▸ PROBLEM STATEMENT: Read the material below and count the lines holding the string "JsValue". Give that count with nothing added.

BEGIN SUPPLIED ENTRIES

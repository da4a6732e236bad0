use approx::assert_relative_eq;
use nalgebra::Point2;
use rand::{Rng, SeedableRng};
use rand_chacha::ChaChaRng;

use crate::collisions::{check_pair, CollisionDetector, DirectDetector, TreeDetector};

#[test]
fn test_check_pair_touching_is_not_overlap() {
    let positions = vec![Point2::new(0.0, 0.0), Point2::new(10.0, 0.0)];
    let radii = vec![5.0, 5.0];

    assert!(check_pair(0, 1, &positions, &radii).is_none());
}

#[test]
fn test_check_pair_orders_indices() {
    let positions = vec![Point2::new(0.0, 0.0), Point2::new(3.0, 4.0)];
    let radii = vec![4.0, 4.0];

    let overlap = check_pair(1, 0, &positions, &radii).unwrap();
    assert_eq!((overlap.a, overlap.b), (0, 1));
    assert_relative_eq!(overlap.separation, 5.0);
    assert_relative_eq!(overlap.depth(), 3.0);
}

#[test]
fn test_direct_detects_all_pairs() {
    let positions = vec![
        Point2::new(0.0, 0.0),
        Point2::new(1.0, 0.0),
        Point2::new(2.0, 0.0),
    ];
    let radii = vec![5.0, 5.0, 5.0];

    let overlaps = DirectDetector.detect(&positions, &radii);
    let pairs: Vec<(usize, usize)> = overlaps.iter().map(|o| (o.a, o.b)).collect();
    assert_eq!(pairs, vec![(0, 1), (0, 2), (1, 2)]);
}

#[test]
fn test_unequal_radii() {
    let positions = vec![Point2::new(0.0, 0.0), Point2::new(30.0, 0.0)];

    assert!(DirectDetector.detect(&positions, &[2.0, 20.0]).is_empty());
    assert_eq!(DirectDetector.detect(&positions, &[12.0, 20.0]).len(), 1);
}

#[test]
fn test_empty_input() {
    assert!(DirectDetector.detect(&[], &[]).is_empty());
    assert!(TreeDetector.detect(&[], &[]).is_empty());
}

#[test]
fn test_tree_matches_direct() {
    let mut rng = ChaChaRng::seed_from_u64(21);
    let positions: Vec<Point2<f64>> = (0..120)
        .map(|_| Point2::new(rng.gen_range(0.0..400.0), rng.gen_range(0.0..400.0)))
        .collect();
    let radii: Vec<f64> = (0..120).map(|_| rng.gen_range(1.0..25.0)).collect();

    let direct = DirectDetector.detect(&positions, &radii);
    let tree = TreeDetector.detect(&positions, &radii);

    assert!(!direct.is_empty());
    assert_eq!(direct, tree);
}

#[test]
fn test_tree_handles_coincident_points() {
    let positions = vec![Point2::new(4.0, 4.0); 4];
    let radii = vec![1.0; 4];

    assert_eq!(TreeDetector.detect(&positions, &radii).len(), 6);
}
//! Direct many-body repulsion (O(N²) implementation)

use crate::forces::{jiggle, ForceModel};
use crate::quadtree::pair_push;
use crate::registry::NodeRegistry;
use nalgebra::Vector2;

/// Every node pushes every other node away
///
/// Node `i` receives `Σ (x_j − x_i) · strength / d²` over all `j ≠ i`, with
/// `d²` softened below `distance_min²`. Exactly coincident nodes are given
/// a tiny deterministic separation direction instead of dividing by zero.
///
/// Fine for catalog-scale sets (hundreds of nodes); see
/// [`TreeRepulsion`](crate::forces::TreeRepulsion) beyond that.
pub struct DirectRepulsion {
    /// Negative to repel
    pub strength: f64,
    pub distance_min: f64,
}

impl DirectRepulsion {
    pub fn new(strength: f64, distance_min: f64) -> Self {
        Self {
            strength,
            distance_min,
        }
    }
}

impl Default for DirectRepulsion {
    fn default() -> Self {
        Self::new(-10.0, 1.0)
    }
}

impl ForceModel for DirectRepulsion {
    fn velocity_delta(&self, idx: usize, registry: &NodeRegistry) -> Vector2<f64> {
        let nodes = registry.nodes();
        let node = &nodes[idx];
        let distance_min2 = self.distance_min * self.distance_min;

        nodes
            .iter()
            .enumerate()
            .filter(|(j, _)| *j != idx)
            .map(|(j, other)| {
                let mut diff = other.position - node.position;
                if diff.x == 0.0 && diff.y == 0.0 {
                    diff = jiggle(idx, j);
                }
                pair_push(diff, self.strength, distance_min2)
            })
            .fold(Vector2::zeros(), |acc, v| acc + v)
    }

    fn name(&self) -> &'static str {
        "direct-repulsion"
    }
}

END SUPPLIED ENTRIES
BEGIN SUPPLIED ENTRIES

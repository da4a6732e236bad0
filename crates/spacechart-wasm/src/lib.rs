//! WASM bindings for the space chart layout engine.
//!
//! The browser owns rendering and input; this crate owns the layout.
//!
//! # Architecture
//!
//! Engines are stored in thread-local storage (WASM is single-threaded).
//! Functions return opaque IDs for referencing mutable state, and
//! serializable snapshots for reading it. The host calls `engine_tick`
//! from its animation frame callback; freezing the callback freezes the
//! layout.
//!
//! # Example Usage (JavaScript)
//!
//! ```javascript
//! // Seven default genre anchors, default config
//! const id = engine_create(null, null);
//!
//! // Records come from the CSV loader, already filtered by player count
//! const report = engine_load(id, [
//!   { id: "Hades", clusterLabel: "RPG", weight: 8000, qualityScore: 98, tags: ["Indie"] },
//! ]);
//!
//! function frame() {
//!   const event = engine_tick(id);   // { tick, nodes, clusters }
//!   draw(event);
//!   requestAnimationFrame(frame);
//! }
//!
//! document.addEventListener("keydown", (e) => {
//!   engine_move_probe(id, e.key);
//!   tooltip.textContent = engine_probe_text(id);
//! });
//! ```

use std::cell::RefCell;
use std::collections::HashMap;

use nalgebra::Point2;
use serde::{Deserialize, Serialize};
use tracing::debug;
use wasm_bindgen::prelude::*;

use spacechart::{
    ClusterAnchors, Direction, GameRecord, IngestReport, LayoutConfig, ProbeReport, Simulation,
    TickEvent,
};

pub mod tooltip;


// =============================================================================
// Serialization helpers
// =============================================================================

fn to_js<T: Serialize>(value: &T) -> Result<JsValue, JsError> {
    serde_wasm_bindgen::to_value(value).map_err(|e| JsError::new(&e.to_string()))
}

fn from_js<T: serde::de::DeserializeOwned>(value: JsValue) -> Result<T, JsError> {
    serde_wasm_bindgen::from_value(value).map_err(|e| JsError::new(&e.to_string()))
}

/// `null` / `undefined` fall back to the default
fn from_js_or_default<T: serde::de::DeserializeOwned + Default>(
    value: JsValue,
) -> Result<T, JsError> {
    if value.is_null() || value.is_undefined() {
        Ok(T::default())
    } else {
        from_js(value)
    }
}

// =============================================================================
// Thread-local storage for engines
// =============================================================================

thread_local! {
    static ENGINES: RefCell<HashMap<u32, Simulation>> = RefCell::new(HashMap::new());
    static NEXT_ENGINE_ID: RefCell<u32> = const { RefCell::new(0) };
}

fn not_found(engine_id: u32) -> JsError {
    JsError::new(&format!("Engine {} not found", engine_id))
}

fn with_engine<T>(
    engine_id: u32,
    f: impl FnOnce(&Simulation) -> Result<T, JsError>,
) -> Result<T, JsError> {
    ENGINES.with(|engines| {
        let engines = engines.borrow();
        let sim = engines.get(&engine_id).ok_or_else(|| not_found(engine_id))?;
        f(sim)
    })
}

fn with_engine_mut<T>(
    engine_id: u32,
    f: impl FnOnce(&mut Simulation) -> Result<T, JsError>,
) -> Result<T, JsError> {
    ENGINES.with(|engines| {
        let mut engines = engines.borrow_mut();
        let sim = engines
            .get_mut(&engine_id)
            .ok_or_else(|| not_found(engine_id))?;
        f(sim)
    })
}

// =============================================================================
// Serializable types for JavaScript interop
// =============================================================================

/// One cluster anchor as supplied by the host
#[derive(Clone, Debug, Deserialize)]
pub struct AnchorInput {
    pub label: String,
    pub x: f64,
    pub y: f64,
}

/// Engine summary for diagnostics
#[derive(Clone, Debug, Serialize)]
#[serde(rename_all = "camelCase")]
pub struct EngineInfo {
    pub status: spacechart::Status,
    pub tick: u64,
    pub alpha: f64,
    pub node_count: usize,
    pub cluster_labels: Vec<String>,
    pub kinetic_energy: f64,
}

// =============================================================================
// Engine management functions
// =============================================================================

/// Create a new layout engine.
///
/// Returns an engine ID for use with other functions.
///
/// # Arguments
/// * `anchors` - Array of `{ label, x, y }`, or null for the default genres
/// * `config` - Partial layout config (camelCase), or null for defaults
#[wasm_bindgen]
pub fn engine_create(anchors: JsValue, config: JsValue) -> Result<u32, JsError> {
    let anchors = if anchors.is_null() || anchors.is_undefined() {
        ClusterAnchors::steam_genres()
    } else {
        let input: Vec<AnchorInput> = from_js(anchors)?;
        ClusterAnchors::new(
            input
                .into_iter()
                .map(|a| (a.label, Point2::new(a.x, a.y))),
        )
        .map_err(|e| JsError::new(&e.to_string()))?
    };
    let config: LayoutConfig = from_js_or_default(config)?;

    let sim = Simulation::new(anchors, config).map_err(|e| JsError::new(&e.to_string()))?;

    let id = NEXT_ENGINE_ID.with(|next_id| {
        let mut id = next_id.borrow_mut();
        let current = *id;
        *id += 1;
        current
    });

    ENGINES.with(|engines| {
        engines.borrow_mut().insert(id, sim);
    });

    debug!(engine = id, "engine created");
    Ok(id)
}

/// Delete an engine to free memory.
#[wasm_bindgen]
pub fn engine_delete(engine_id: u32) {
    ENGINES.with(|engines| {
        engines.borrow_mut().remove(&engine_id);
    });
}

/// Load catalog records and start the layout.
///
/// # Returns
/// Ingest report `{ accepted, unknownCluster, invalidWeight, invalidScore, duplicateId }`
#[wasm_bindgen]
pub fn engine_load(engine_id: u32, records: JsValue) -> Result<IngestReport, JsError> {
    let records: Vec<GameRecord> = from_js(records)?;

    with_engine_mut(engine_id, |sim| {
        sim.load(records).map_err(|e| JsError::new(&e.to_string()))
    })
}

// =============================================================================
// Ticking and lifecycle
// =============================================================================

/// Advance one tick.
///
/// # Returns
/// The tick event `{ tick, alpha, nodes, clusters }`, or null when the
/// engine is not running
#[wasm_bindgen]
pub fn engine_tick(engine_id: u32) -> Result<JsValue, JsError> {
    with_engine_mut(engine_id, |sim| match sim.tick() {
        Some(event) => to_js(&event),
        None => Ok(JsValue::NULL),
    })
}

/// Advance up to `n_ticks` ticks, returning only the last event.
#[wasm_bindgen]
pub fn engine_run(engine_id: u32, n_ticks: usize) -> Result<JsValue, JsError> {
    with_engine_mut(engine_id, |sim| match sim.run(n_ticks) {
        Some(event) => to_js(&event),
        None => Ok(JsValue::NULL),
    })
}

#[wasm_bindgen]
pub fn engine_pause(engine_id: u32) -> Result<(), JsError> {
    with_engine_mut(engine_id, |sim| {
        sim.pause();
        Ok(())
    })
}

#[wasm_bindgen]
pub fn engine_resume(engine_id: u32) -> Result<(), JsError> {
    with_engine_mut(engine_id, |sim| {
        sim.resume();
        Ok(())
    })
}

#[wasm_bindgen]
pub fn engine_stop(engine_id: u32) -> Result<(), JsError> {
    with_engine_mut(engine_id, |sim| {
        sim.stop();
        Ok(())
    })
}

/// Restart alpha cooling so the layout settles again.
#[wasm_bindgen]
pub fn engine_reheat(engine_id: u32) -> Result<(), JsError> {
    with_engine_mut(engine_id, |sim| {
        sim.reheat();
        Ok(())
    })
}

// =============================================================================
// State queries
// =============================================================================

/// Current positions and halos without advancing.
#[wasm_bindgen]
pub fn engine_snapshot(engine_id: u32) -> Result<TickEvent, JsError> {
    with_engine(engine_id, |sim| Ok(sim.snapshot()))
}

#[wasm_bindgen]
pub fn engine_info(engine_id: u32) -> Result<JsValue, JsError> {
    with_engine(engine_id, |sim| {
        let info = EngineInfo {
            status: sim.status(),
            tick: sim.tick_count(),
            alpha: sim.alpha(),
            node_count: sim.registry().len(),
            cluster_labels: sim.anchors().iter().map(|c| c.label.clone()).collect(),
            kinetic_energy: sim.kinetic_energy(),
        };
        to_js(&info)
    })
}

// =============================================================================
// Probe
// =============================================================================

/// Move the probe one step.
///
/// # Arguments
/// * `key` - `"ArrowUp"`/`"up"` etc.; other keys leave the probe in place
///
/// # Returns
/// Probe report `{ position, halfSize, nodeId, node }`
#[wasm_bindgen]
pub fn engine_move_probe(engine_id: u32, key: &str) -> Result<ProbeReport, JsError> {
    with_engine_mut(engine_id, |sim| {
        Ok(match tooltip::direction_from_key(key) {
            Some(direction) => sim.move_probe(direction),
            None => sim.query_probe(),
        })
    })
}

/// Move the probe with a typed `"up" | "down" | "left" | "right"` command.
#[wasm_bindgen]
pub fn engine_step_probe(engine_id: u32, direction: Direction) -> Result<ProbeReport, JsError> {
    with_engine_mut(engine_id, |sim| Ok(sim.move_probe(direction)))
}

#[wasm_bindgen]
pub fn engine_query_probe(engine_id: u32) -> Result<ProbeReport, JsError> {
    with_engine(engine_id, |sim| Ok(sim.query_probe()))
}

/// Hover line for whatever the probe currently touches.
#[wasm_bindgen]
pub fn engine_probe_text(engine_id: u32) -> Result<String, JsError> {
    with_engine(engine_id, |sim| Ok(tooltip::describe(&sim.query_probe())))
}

END SUPPLIED ENTRIES

▸ EXERCISE OUTPUT: 10